To be fair, he’s too young to get most of the jokes. In fact, I’m too young to get most of the jokes, but at least when I read it ~1975 there were people around whom I could ask. (With one exception: anyone who knows what the verb “dry-gulch” means is requested to tell us in the comments.) I have occasionally thought that the most useless possible work of scholarship would be to compile a list of explanations of all the references in the text. If anyone’s going to do that, they’d better hurry. The Baby Boomers they’ll need as sources are fewer every year.

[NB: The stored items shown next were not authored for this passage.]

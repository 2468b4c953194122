//! Command-line interface for the two generator binaries.
//! Provides argument parsing and help text formatting using clap.

use clap::{error::ErrorKind, CommandFactory, Parser};
use std::path::PathBuf;

/// Arguments of `new-class`.
#[derive(Parser, Debug)]
#[command(
    name = "new-class",
    author,
    version,
    about = "Generate the public and private sources of a new SynqClient class",
    long_about = None
)]
pub struct ClassArgs {
    /// Name of the class to generate, e.g. `JobQueue`
    #[arg(value_name = "CLASS_NAME")]
    pub class_name: String,

    /// The class the new class derives from.
    #[arg(long, value_name = "BASE_CLASS_NAME")]
    pub base_class: Option<String>,

    /// Repository root to write into instead of the one derived from the
    /// location of this executable
    #[arg(long, value_name = "DIR")]
    pub root: Option<PathBuf>,

    /// Render everything and print the target paths without writing
    #[arg(long)]
    pub dry_run: bool,

    /// Enable verbose logging output
    #[arg(short, long)]
    pub verbose: bool,
}

/// Arguments of `new-test`.
#[derive(Parser, Debug)]
#[command(
    name = "new-test",
    author,
    version,
    about = "Generate an empty unit test project for a SynqClient class",
    long_about = None
)]
pub struct TestArgs {
    /// Name of the class under test, e.g. `JobQueue`
    #[arg(value_name = "CLASS_NAME")]
    pub class_name: String,

    /// Repository root to write into instead of the one derived from the
    /// location of this executable
    #[arg(long, value_name = "DIR")]
    pub root: Option<PathBuf>,

    /// Render everything and print the target paths without writing
    #[arg(long)]
    pub dry_run: bool,

    /// Enable verbose logging output
    #[arg(short, long)]
    pub verbose: bool,
}

/// Parses command line arguments of either binary.
///
/// # Exits
/// * With status code 1 after printing help if required arguments are missing
/// * With clap's default error handling for other argument errors
pub fn get_args<A: Parser + CommandFactory>() -> A {
    match A::try_parse() {
        Ok(args) => args,
        Err(e) => {
            if e.kind() == ErrorKind::MissingRequiredArgument {
                A::command()
                    .help_template(
                        r#"{about-section}
{usage-heading} {usage}

{all-args}
{after-help}
"#,
                    )
                    .print_help()
                    .unwrap();
                std::process::exit(1);
            } else {
                e.exit();
            }
        }
    }
}
//! Identifier derivation for generated class names.

use std::sync::OnceLock;

use regex::Regex;
use serde::Serialize;

use crate::error::{Error, Result};

/// Case variants of one class name, as used throughout generated text.
///
/// All three forms are whole-string folds of the same input: `JobQueue`
/// becomes `jobqueue` and `JOBQUEUE`, never `job_queue`.
#[derive(Debug, Clone, PartialEq, Eq, Serialize)]
pub struct Identifiers {
    /// The name exactly as given
    pub pascal: String,
    /// Lowercase form, used for file names
    pub lower: String,
    /// Uppercase form, used for include guards
    pub upper: String,
}

impl Identifiers {
    /// Derives the case variants without any validation.
    pub fn derive(name: &str) -> Self {
        Self {
            pascal: name.to_string(),
            lower: name.to_lowercase(),
            upper: name.to_uppercase(),
        }
    }

    /// Validates `name` and derives its case variants.
    ///
    /// # Errors
    /// * `Error::ValidationError` if `name` is not a C++ identifier
    pub fn parse(name: &str) -> Result<Self> {
        validate_identifier(name)?;
        Ok(Self::derive(name))
    }
}

fn identifier_pattern() -> &'static Regex {
    static PATTERN: OnceLock<Regex> = OnceLock::new();
    PATTERN.get_or_init(|| {
        Regex::new(r"^[A-Za-z_][A-Za-z0-9_]*$").expect("identifier pattern is valid")
    })
}

/// Checks that `name` can be used as a class name in generated code.
pub fn validate_identifier(name: &str) -> Result<()> {
    if name.is_empty() {
        return Err(Error::ValidationError("class name must not be empty".to_string()));
    }
    if !identifier_pattern().is_match(name) {
        return Err(Error::ValidationError(format!(
            "'{name}' is not a valid identifier (expected letters, digits and underscores, \
             not starting with a digit)"
        )));
    }
    Ok(())
}
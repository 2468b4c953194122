//! Selection between the standalone and the derived class layout.

use serde::Serialize;

use crate::error::{Error, Result};
use crate::ident::Identifiers;

/// Structural shape of one generated class.
#[derive(Debug, Clone, PartialEq, Eq)]
pub enum Variant {
    /// Standalone class deriving from the library's root base type. The class
    /// owns its private state through a scoped pointer.
    Root,
    /// Class extending `base`. Storage of the private state is inherited, and
    /// the private type derives from `<base>Private`.
    Derived { base: Identifiers },
}

/// Tag written into the render context. Templates branch on nothing else.
#[derive(Debug, Clone, Copy, PartialEq, Eq, Serialize)]
#[serde(rename_all = "lowercase")]
pub enum VariantTag {
    Root,
    Derived,
}

impl Variant {
    /// Picks `Root` without a base class and `Derived` otherwise.
    ///
    /// # Errors
    /// * `Error::ValidationError` if the base class is not a valid identifier
    ///   or folds to the same file names as the class itself
    pub fn select(class: &Identifiers, base_class: Option<&str>) -> Result<Self> {
        let Some(base_class) = base_class else {
            return Ok(Variant::Root);
        };
        let base = Identifiers::parse(base_class)?;
        if base.lower == class.lower {
            return Err(Error::ValidationError(format!(
                "class '{}' cannot derive from '{}': both map to '{}.h' and '{}private.h'",
                class.pascal, base.pascal, class.lower, class.lower
            )));
        }
        Ok(Variant::Derived { base })
    }

    pub fn tag(&self) -> VariantTag {
        match self {
            Variant::Root => VariantTag::Root,
            Variant::Derived { .. } => VariantTag::Derived,
        }
    }

    pub fn base(&self) -> Option<&Identifiers> {
        match self {
            Variant::Root => None,
            Variant::Derived { base } => Some(base),
        }
    }
}

impl std::fmt::Display for Variant {
    fn fmt(&self, f: &mut std::fmt::Formatter<'_>) -> std::fmt::Result {
        match self {
            Variant::Root => write!(f, "root class"),
            Variant::Derived { base } => write!(f, "derived from '{}'", base.pascal),
        }
    }
}

#[cfg(test)]
mod tests {
    use super::*;

    #[test]
    fn test_select_without_base_is_root() {
        let class = Identifiers::derive("JobQueue");
        let variant = Variant::select(&class, None).unwrap();
        assert_eq!(variant, Variant::Root);
        assert_eq!(variant.tag(), VariantTag::Root);
        assert!(variant.base().is_none());
    }

    #[test]
    fn test_select_with_base_is_derived() {
        let class = Identifiers::derive("WebDAVJob");
        let variant = Variant::select(&class, Some("AbstractJob")).unwrap();
        assert_eq!(variant.tag(), VariantTag::Derived);
        assert_eq!(variant.base().unwrap().lower, "abstractjob");
    }

    #[test]
    fn test_select_rejects_self_base() {
        let class = Identifiers::derive("Foo");
        assert!(matches!(
            Variant::select(&class, Some("Foo")),
            Err(Error::ValidationError(_))
        ));
    }

    #[test]
    fn test_select_rejects_base_differing_only_in_case() {
        let class = Identifiers::derive("Foo");
        for base in ["FOO", "foo", "fOo"] {
            match Variant::select(&class, Some(base)) {
                Err(Error::ValidationError(msg)) => assert!(msg.contains("fooprivate.h")),
                other => panic!("Expected ValidationError for '{base}', got {other:?}"),
            }
        }
    }

    #[test]
    fn test_select_rejects_invalid_base() {
        let class = Identifiers::derive("Foo");
        assert!(Variant::select(&class, Some("")).is_err());
        assert!(Variant::select(&class, Some("Base::Job")).is_err());
    }

    #[test]
    fn test_variant_display() {
        assert_eq!(Variant::Root.to_string(), "root class");
        let derived = Variant::Derived { base: Identifiers::derive("AbstractJob") };
        assert_eq!(derived.to_string(), "derived from 'AbstractJob'");
    }
}
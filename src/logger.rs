/// Initializes the global logger. Verbose runs log everything down to debug,
/// otherwise only warnings and errors reach stderr.
pub fn init_logger(verbose: bool) {
    env_logger::Builder::new()
        .filter_level(if verbose {
            log::LevelFilter::Debug
        } else {
            log::LevelFilter::Warn
        })
        .init();
}
//! # Messaging Error Types
//!
//! Errors surfaced by orchestration service backends, using thiserror for
//! structured variants instead of `Box<dyn Error>`.

use thiserror::Error;

#[derive(Error, Debug, Clone, PartialEq)]
pub enum MessagingError {
    #[error("Unknown {resource}: {id}")]
    UnknownResource { resource: String, id: String },

    #[error("Domain does not exist: {domain}")]
    DomainDoesNotExist { domain: String },

    #[error("{kind} type already exists: {name}:{version}")]
    TypeAlreadyExists {
        kind: String,
        name: String,
        version: String,
    },

    #[error("{kind} type does not exist: {name}:{version}")]
    TypeDoesNotExist {
        kind: String,
        name: String,
        version: String,
    },

    #[error("Workflow execution already started: {workflow_id}")]
    ExecutionAlreadyStarted { workflow_id: String },

    #[error("Workflow execution is closed: {run_id}")]
    ExecutionClosed { run_id: String },

    #[error("Database query error: {operation}: {message}")]
    DatabaseQuery { operation: String, message: String },

    #[error("Message serialization error: {message}")]
    MessageSerialization { message: String },

    #[error("Internal messaging error: {message}")]
    Internal { message: String },
}

impl MessagingError {
    /// A task token, run id or similar handle the service no longer knows
    pub fn unknown_resource(resource: impl Into<String>, id: impl ToString) -> Self {
        Self::UnknownResource {
            resource: resource.into(),
            id: id.to_string(),
        }
    }

    pub fn domain_does_not_exist(domain: impl Into<String>) -> Self {
        Self::DomainDoesNotExist {
            domain: domain.into(),
        }
    }

    pub fn type_already_exists(
        kind: impl ToString,
        name: impl Into<String>,
        version: impl Into<String>,
    ) -> Self {
        Self::TypeAlreadyExists {
            kind: kind.to_string(),
            name: name.into(),
            version: version.into(),
        }
    }

    pub fn type_does_not_exist(
        kind: impl ToString,
        name: impl Into<String>,
        version: impl Into<String>,
    ) -> Self {
        Self::TypeDoesNotExist {
            kind: kind.to_string(),
            name: name.into(),
            version: version.into(),
        }
    }

    pub fn execution_closed(run_id: impl ToString) -> Self {
        Self::ExecutionClosed {
            run_id: run_id.to_string(),
        }
    }

    pub fn database_query(operation: impl Into<String>, message: impl Into<String>) -> Self {
        Self::DatabaseQuery {
            operation: operation.into(),
            message: message.into(),
        }
    }

    pub fn internal(message: impl Into<String>) -> Self {
        Self::Internal {
            message: message.into(),
        }
    }

    /// The task behind a token is gone: completed, timed out or its execution closed
    pub fn is_stale_task(&self) -> bool {
        matches!(
            self,
            Self::UnknownResource { .. } | Self::ExecutionClosed { .. }
        )
    }
}

impl From<serde_json::Error> for MessagingError {
    fn from(err: serde_json::Error) -> Self {
        Self::MessageSerialization {
            message: err.to_string(),
        }
    }
}

#[cfg(feature = "postgres")]
impl From<sqlx::Error> for MessagingError {
    fn from(err: sqlx::Error) -> Self {
        Self::DatabaseQuery {
            operation: "sqlx".to_string(),
            message: err.to_string(),
        }
    }
}

pub type MessagingResult<T> = Result<T, MessagingError>;
use proptest::prelude::*;
use registration_workflow::models::{Payload, TimeoutType};

/// What happened to one scheduled activity
#[derive(Debug, Clone, PartialEq)]
pub enum Outcome {
    Completed(Payload),
    Failed(String),
    TimedOut(TimeoutType),
}

impl Outcome {
    pub fn is_success(&self) -> bool {
        matches!(self, Self::Completed(_))
    }
}

/// Strategy for generating version strings with an optional prefix and padding
pub fn version_strategy() -> impl Strategy<Value = String> {
    prop_oneof![
        (1u32..10_000).prop_map(|n| n.to_string()),
        ("[a-z]{1,4}", 0u32..1_000).prop_map(|(prefix, n)| format!("{prefix}{n}")),
        ("[a-z]{1,4}", 0u32..100).prop_map(|(prefix, n)| format!("{prefix}{n:03}")),
        (0u32..10, 0u32..10, 0u32..100).prop_map(|(a, b, c)| format!("{a}.{b}.{c}")),
        "[a-z]{1,6}",
    ]
}

/// Strategy for generating small activity results
pub fn payload_strategy() -> impl Strategy<Value = Payload> {
    prop::collection::btree_map("[a-z_]{1,12}", "[a-zA-Z0-9@.+ ]{0,24}", 0..4).prop_map(
        |fields| {
            fields
                .into_iter()
                .fold(Payload::new(), |payload, (key, value)| payload.with(key, value))
        },
    )
}

pub fn timeout_type_strategy() -> impl Strategy<Value = TimeoutType> {
    prop_oneof![
        Just(TimeoutType::ScheduleToStart),
        Just(TimeoutType::StartToClose),
        Just(TimeoutType::ScheduleToClose),
        Just(TimeoutType::Heartbeat),
    ]
}

/// Strategy for generating one activity outcome
pub fn outcome_strategy() -> impl Strategy<Value = Outcome> {
    prop_oneof![
        3 => payload_strategy().prop_map(Outcome::Completed),
        1 => "[a-z ]{1,20}".prop_map(Outcome::Failed),
        1 => timeout_type_strategy().prop_map(Outcome::TimedOut),
    ]
}

/// Strategy for generating the outcomes of a two-member group, in arrival order
pub fn group_outcomes_strategy() -> impl Strategy<Value = Vec<(usize, Outcome)>> {
    (outcome_strategy(), outcome_strategy(), any::<bool>()).prop_map(|(first, second, swap)| {
        if swap {
            vec![(1, second), (0, first)]
        } else {
            vec![(0, first), (1, second)]
        }
    })
}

I agree with Dan’s individual points. For example, it’s true that the authors kind of ratchet down after the story meets Orlon in Riv’n’dell. I can’t help noting that this contains a meta-joke that the authors couldn’t have made on purpose. Since the History of Middle-earth was published, we now know Tolkien himself thought there were only a few more chapters after Bingo & Co. got to Rivendell. Everyone thinks it’s a natural transition place.
Accept no substitutes.
Where I disagree with Dan is in the way of looking at Bored of the Rings. If we look at the Lampoon’s text as a parody of Tolkien’s text, we’re straying from the authors’ intent, and missing half the fun. Bored of the Rings should be seen as a physical object. A book, not a text. The authors are explicit about this in their Foreword — their purpose is to produce a thing they can sell to make money. If that requires words to be written, then so be it. But they’re not the main point of their creation. The authors’ real interest is in the book as an object. As evidence, the three laugh-out-loud-funny things I can remember, half a century later:
The green box on the back cover of the authorized paperback edition of LotR (which Dan mentions) ends with the line, “Those who approve of courtesy (at least) to living authors will purchase it, and no other.” The green box on the back of Bored ends with, “Those who approve of courtesy to a certain other living author will not touch this gobbler with a ten-foot battle lance.” That immortal line won’t work if it’s inside. It has to be on the back cover, to be read by people who have not yet purchased the book.
The second is from the Bored equivalent of “The Ring Goes South”:
“We cannot stay here, ” said Arrowroot.
“No,” agreed Bromosel, looking across the gray surface of the page to the thick half of the book still in the reader’s right hand. “We have a long way to go.”
This exchange takes place on page 80 of a 160-page book. Exactly half of the book was in my right hand.
The third is a masterpiece of typesetting: At the bottom of Page 143, Pepsi is worried about Sorhed’s imminent attack on Minas Troney. Goodgulf assures him the attack isn’t coming soon, and their reinforcements will arrive in plenty of time. The last line at the bottom of the right-hand page is, “Trust me,” said Goodgulf. “Wizards know many things.” Then you turn the page, and the top of Page 144 reads, “The surprise attack at dawn the next day caught everyone by surprise.” This falls flat unless the text and the printer’s layout are in perfect harmony. Once again, the physical book is essential to the joke.
The later editions (such as the one featured on “A Phuulish Fellow”) don’t necessarily have all this right. It’s a miscarriage of humor, justifiable only by the fact that cashing in with the minimum possible effort is the stated purpose of the work. In fact, cashing-in is more than a purpose. It rises to the status of Theme. Because, after all, the real target of the parody isn’t Tolkien. It’s us. The tawdriness, the tackiness, the commercialization we see everywhere in Bored are a word to the wise about what awaits Middle-earth in the hands of people like us. When Burger King advertisements came out in 2001, offering cheap glass goblets as a promotion for the Peter Jackson films, I had to admit the Lampoon crew were prophets.
So that brings me to an interesting place. My disdain for the current state of copyright law is well known by everyone who’s had the misfortune to be in earshot, but in this case I can almost understand it. What force can stand against rampaging commercialization, but a pre-positioned commercial interest?